This is vaguely similar to log structured updating, but then again, it
is more different than similar. A better term might be "streaming
updates". This is a popular theme of modern file system and database
design, and the basis of many recent performance breakthroughs.

Shardmap never garbage collects. Instead, when a shard fifo gets too
many tombstones, it is just compacted by writing out the entire cache
shard on top of the old, excessively fluffy shard fifo. This is both
efficient and rare, for various reasons that require detailed analysis
of the data structures involved. I will get to that eventually, but now
is probably not the best time. The source code makes it clear.
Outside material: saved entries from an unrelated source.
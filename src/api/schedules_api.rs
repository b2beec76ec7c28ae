use axum::extract::{Path, State};
use axum::http::StatusCode;
use axum::Json;
use chrono::{NaiveTime, Utc};
use serde::Deserialize;

use crate::error::ApiError;
use crate::models::{NewSchedule, Schedule, ScheduleContentType};
use crate::AppState;

/// Parses an `HH:mm` time-of-day string; `HH:mm:ss` is accepted too.
fn parse_time_of_day(value: &str) -> Result<NaiveTime, ApiError> {
    NaiveTime::parse_from_str(value, "%H:%M")
        .or_else(|_| NaiveTime::parse_from_str(value, "%H:%M:%S"))
        .map_err(|_| {
            ApiError::Validation(format!(
                "Invalid time of day '{}' (expected HH:mm)",
                value
            ))
        })
}

fn validate(payload: &NewSchedule) -> Result<(NaiveTime, NaiveTime), ApiError> {
    if payload.name.trim().is_empty() {
        return Err(ApiError::Validation("Schedule name is required".to_string()));
    }

    match payload.content_type {
        ScheduleContentType::Playlist if payload.playlist_id.is_none() => {
            return Err(ApiError::Validation(
                "playlist_id is required for playlist schedules".to_string(),
            ));
        }
        ScheduleContentType::SingleImage if payload.media_id.is_none() => {
            return Err(ApiError::Validation(
                "media_id is required for single-image schedules".to_string(),
            ));
        }
        _ => {}
    }

    if let Some(day) = payload.day_of_week {
        if day > 6 {
            return Err(ApiError::Validation(
                "day_of_week must be between 0 (Monday) and 6 (Sunday)".to_string(),
            ));
        }
    }

    let start_time = parse_time_of_day(&payload.start_time)?;
    let end_time = parse_time_of_day(&payload.end_time)?;

    // start > end is legal: the window wraps past midnight.
    Ok((start_time, end_time))
}

pub async fn list_schedules(State(state): State<AppState>) -> Json<Vec<Schedule>> {
    let mut schedules: Vec<Schedule> = state
        .store
        .schedules
        .read()
        .await
        .values()
        .cloned()
        .collect();
    schedules.sort_by_key(|s| s.id);
    Json(schedules)
}

pub async fn get_schedule(
    State(state): State<AppState>,
    Path(schedule_id): Path<i32>,
) -> Result<Json<Schedule>, ApiError> {
    state
        .store
        .schedules
        .read()
        .await
        .get(&schedule_id)
        .cloned()
        .map(Json)
        .ok_or(ApiError::NotFound("Schedule"))
}

/// No overlap validation happens here: the table is a flat list of
/// declarative rules and the resolver settles conflicts by priority.
pub async fn create_schedule(
    State(state): State<AppState>,
    Json(new_schedule): Json<NewSchedule>,
) -> Result<Json<Schedule>, ApiError> {
    let (start_time, end_time) = validate(&new_schedule)?;

    let now = Utc::now().naive_utc();
    let schedule = Schedule {
        id: state.store.next_schedule_id(),
        name: new_schedule.name,
        content_type: new_schedule.content_type,
        playlist_id: new_schedule.playlist_id,
        media_id: new_schedule.media_id,
        start_time,
        end_time,
        day_of_week: new_schedule.day_of_week,
        is_active: new_schedule.is_active,
        priority: new_schedule.priority,
        created_at: now,
        updated_at: now,
    };

    state
        .store
        .schedules
        .write()
        .await
        .insert(schedule.id, schedule.clone());

    state.snapshots.persist(&state.store).await;

    Ok(Json(schedule))
}

pub async fn update_schedule(
    State(state): State<AppState>,
    Path(schedule_id): Path<i32>,
    Json(updates): Json<NewSchedule>,
) -> Result<Json<Schedule>, ApiError> {
    let (start_time, end_time) = validate(&updates)?;

    let schedule = {
        let mut schedules = state.store.schedules.write().await;
        let schedule = schedules
            .get_mut(&schedule_id)
            .ok_or(ApiError::NotFound("Schedule"))?;

        schedule.name = updates.name;
        schedule.content_type = updates.content_type;
        schedule.playlist_id = updates.playlist_id;
        schedule.media_id = updates.media_id;
        schedule.start_time = start_time;
        schedule.end_time = end_time;
        schedule.day_of_week = updates.day_of_week;
        schedule.is_active = updates.is_active;
        schedule.priority = updates.priority;
        schedule.updated_at = Utc::now().naive_utc();
        schedule.clone()
    };

    state.snapshots.persist(&state.store).await;

    Ok(Json(schedule))
}

pub async fn delete_schedule(
    State(state): State<AppState>,
    Path(schedule_id): Path<i32>,
) -> Result<StatusCode, ApiError> {
    if state
        .store
        .schedules
        .write()
        .await
        .remove(&schedule_id)
        .is_none()
    {
        return Err(ApiError::NotFound("Schedule"));
    }

    state.snapshots.persist(&state.store).await;

    Ok(StatusCode::NO_CONTENT)
}

#[derive(Debug, Deserialize)]
pub struct ToggleActiveRequest {
    pub is_active: bool,
}

pub async fn toggle_schedule_active(
    State(state): State<AppState>,
    Path(schedule_id): Path<i32>,
    Json(req): Json<ToggleActiveRequest>,
) -> Result<Json<Schedule>, ApiError> {
    let schedule = {
        let mut schedules = state.store.schedules.write().await;
        let schedule = schedules
            .get_mut(&schedule_id)
            .ok_or(ApiError::NotFound("Schedule"))?;

        schedule.is_active = req.is_active;
        schedule.updated_at = Utc::now().naive_utc();
        schedule.clone()
    };

    state.snapshots.persist(&state.store).await;

    Ok(Json(schedule))
}

#[cfg(test)]
mod tests {
    use super::*;

    #[test]
    fn parses_hh_mm_and_hh_mm_ss() {
        assert_eq!(
            parse_time_of_day("09:30").unwrap(),
            NaiveTime::from_hms_opt(9, 30, 0).unwrap()
        );
        assert_eq!(
            parse_time_of_day("22:00:15").unwrap(),
            NaiveTime::from_hms_opt(22, 0, 15).unwrap()
        );
    }

    #[test]
    fn rejects_malformed_time_strings() {
        assert!(parse_time_of_day("9am").is_err());
        assert!(parse_time_of_day("25:00").is_err());
        assert!(parse_time_of_day("").is_err());
    }

    #[test]
    fn rejects_mismatched_content_reference() {
        let payload = NewSchedule {
            name: "Evening".to_string(),
            content_type: ScheduleContentType::Playlist,
            playlist_id: None,
            media_id: Some(3),
            start_time: "18:00".to_string(),
            end_time: "22:00".to_string(),
            day_of_week: None,
            is_active: true,
            priority: 0,
        };
        assert!(validate(&payload).is_err());
    }

    #[test]
    fn accepts_midnight_wrapping_window() {
        let payload = NewSchedule {
            name: "Overnight".to_string(),
            content_type: ScheduleContentType::SingleImage,
            playlist_id: None,
            media_id: Some(1),
            start_time: "22:00".to_string(),
            end_time: "02:00".to_string(),
            day_of_week: Some(4),
            is_active: true,
            priority: 1,
        };
        let (start, end) = validate(&payload).unwrap();
        assert!(start > end);
    }
}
> By the way, could the old index blocks be used like the snapshots in the case
> of corruptions or other nasty issues?

My feeling is, that is not a natural fit. However, rescuing Shardmap from
index corruption is easy: just throw away the entire index and construct
a new one by walking the entry record blocks. Maybe there are cute ways
to make that incremental, but the simplest easiest way should actually be
enough for the long term.

>>> Let's imagine that it needs to implement the Shardmap approach. Could
>>> you estimate the implementation and stabilization time? How expensive
>>> and long-term efforts could it be?
>>
>> Shardmap is already implemented and stable, though it does need wider
>> usage and testing. Code is available here:
>>
>>    https://github.com/danielbot/Shardmap
>>
>> Shardmap needs to be ported to kernel, already planned and in progress
>> for Tux3. Now I am proposing that the Ext4 team should consider porting
>> Shardmap to Ext4, or at least enter into a serious discussion of the
>> logistics.
>>
>> Added Darrick to cc, as he is already fairly familiar with this subject,
>> once was an Ext4 developer, and perhaps still is should the need arise.
>> By the way, is there a reason that Ted's MIT address bounced on my
>> original post?
> 
> It’s hard to talk about stability because we haven’t kernel-side implementation
> of Shardmap for ext4. I suppose that it needs to spend about a year for the porting
> and twice more time for the stabilization.

Agreed, my best guess is roughly similar.

> To port a user-space code to the kernel could be the tricky task.

Sometimes true, however not in this case. Shardmap is broadly similar to
other code we have ported from user space to kernel in the past, with the
two exceptions I noted above. All just part of a kernel hacker's normal day
in my humble opinion.

> Could you estimate how many lines of code the core
> part of Shardmap contains?

The finished Ext4 code should be somewhere between 2k and 3k lines, about
the same as HTree.

> Does it need to change the ext4 on-disk layout for this feature?

No, this new form of index would be a mount option, and only used for
new directories. The HTree code will necessarily remain part of Ext4
forever, for compatibility with existing volumes. By "deprecate HTree"
I meant, eventually make the Shardmap index the default after it has
gone through its stabilization period of who knows how long? Three
years? Five? It's hard to know the future in that regard.

This would be roughly similar to the transition we did from unindexed
to HTree index some 18 years ago. (Deja vu all over again!) Last time it
went smoothly and this time we additionally have the benefit of having
done it before.

How easy ext4 functionality can be modified for Shardmap support?

>From the user's point of view, completely trivial. Initially just a mount
option, and later, no action at all. From the sysadmin's point of view,
something new to learn about, some new procedures in case things go wrong,
but essentially all in a day's work. From the developer's point of view,
one of the easier major hacks that one could contemplate, I expect.
Technical risk is nearly nil because Shardmap is already already quite
mature, being seven years old as it is, and having had the benefit of
considerable earlier design experience.

Regards,

Daniel